This situation arose in Foster v. United of Omaha. In that case, an individual sought to change her life insurer, but when the paperwork was arranged and sent to her, the medical history page was absent. The individual signed all of the paperwork and sent it back to the insurance company. Without any red flags regarding the individual’s medical history, United extended $1 million worth of life insurance to her. No physical health examination of the individual took place and the policy was extended based on the blank medical history paperwork.

The individual, after discovering that she was at high risk for cardiovascular disease, sought an addendum to the insurance policy to raise the payout to $2 million. To complete the policy change, the individual had to sign additional paperwork stating that her health condition had not changed since the issuance of the original policy. Because the individual never signed anything for the original policy claiming poor health, she signed the addendum stating that her health had not changed.

After some time, the individual passed away of lung cancer. United conducted an investigation and discovered that, prior to the issuance of the original coverage, the individual had been treated for heart disease, chest pain, and lung ailments. Based on these findings, coupled with the fact that the addendum stated that the individual’s health hadn’t changed, United refused to pay the policy out. The individual’s trustee brought suit against United, seeking payment of the policy.

Several insurance forms, including the one in Foster’s case, contain language that states “incorrect or misleading information may void this policy from its effective date.” Thus, courts have established that an insurance company, in order to rescind a policy on these grounds, must establish that statements made in the form were false, that those misrepresentations were made with an actual intent to deceive, and that the false statements materially affected the insurance company’s acceptance of risk. The most difficult of these elements to establish is the insured’s intent when making false statements. In these types of cases, courts often look to the attending circumstances to determine whether or not the insured had knowledge of the falsity.

In the Foster case, United failed to carry its burden of proof in establishing that the insured intended to deceive United. Though the individual did not claim her medical ailments in the policy application, the paperwork for the original policy was never made available to her. Thus, the insured could not be held responsible for claiming no change in her health when, in fact, it had not changed since the issuance of the original policy. The insured thought she was telling the truth, and therefore could not be held to have intended to deceive the insurer. This finding places responsibility on the insurer to ensure that all paperwork is provided and explained in a clear, reasonable manner. This avoids consumer confusion and creates an efficient market.

Many insurance companies claim that truthfulness is a condition precedent to policy coverage. This means that the policy will only extend its coverage upon the fulfillment of truthful statements required by the applicant. However, whether or not something is a condition precedent is a matter of contract interpretation. In the Foster case, for example, the court held that the language in the addendum that stated “incorrect or misleading information provided herein may void this policy from its effective date” was permissive. The use of “may” in this type of contract suggests that misleading information provided by the applicant might void the policy, but on the other hand, it might not. Such permissive language will never be held to be a condition precedent in insurance disputes.

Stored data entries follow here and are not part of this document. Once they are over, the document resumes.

use super::*;

#[test]
fn clamp_keeps_in_range_values() {
    let size = clamp_thumbs_per_side(5, 16);
    assert_eq!(size.thumbs_per_side, 5);
    assert_eq!(size.clamp, None);

    let size = clamp_thumbs_per_side(16, 16);
    assert_eq!(size.thumbs_per_side, 16);
    assert_eq!(size.clamp, None);
}

#[test]
fn clamp_records_forced_minimum() {
    let size = clamp_thumbs_per_side(1, 16);
    assert_eq!(size.thumbs_per_side, 2);
    assert_eq!(
        size.clamp,
        Some(ClampEvent::ForcedMinimum {
            computed: 1,
            forced: 2
        })
    );
}

#[test]
fn clamp_records_forced_maximum() {
    let size = clamp_thumbs_per_side(40, 16);
    assert_eq!(size.thumbs_per_side, 16);
    assert_eq!(
        size.clamp,
        Some(ClampEvent::ForcedMaximum {
            computed: 40,
            forced: 16
        })
    );
}

#[test]
fn grid_size_rounds_to_nearest_speed_target() {
    let cfg = GridConfig::default();
    for (duration, fps, expected) in [(8.0, 24.0, 3), (30.0, 30.0, 5), (90.0, 25.0, 9), (20.0, 60.0, 6)]
    {
        let meta = SourceMetadata::new(duration, fps, 1280, 720).unwrap();
        let size = WidthFirst.grid_size(&meta, &cfg);
        assert_eq!(size.thumbs_per_side, expected, "{duration}s@{fps}");
        assert_eq!(size.clamp, None);
    }
}

#[test]
fn rounding_up_keeps_slide_speed_above_minimum() {
    let cfg = GridConfig::default();
    // sqrt(2 * 24 * 8 / 60) = 2.53, rounded up to 3.
    let meta = SourceMetadata::new(8.0, 24.0, 1280, 720).unwrap();
    let n = f64::from(WidthFirst.grid_size(&meta, &cfg).thumbs_per_side);
    let thumb_duration = meta.duration / (n * n);
    let speed = f64::from(cfg.min_thumb_width) / thumb_duration / meta.frame_rate;
    assert!(speed >= cfg.min_speed_pixels_per_frame, "{speed}");
}

#[test]
fn policies_differ_only_in_canvas_width() {
    let cfg = GridConfig::default();
    assert_eq!(WidthFirst.full_width(&cfg, 7), 1000);
    assert_eq!(ThumbSizeFirst.full_width(&cfg, 7), 420);

    let meta = SourceMetadata::new(16.0, 24.0, 1920, 1080).unwrap();
    assert_eq!(
        WidthFirst.grid_size(&meta, &cfg),
        ThumbSizeFirst.grid_size(&meta, &cfg)
    );
}

#[test]
fn policy_kind_resolves_and_round_trips_names() {
    assert_eq!(SizingPolicyKind::default(), SizingPolicyKind::WidthFirst);
    assert_eq!(SizingPolicyKind::WidthFirst.policy().name(), "width-first");
    assert_eq!(
        SizingPolicyKind::ThumbSizeFirst.policy().name(),
        "thumb-size-first"
    );

    let json = serde_json::to_string(&SizingPolicyKind::ThumbSizeFirst).unwrap();
    assert_eq!(json, "\"thumb-size-first\"");
}

#[test]
fn grid_config_fills_missing_fields_with_defaults() {
    let cfg: GridConfig = serde_json::from_str(r#"{ "output_width": 1200 }"#).unwrap();
    assert_eq!(cfg.output_width, 1200);
    assert_eq!(cfg.min_thumb_width, 60);
    assert_eq!(cfg.max_thumbs_per_side(), 20);
}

With these rules at hand, the court in the Foster case found that United was not entitled to withhold the policy payment. Such a finding solidifies courts’ standing in placing responsibility on insurance companies to provide accurate assessment of insurance coverage and risk. Placing this burden on insurance applicants would carry market chilling potential. In addition, search costs could rise and those who were inexperienced with insurance applications would be prone to making mistakes that would stifle courts with insurance interpretation disputes.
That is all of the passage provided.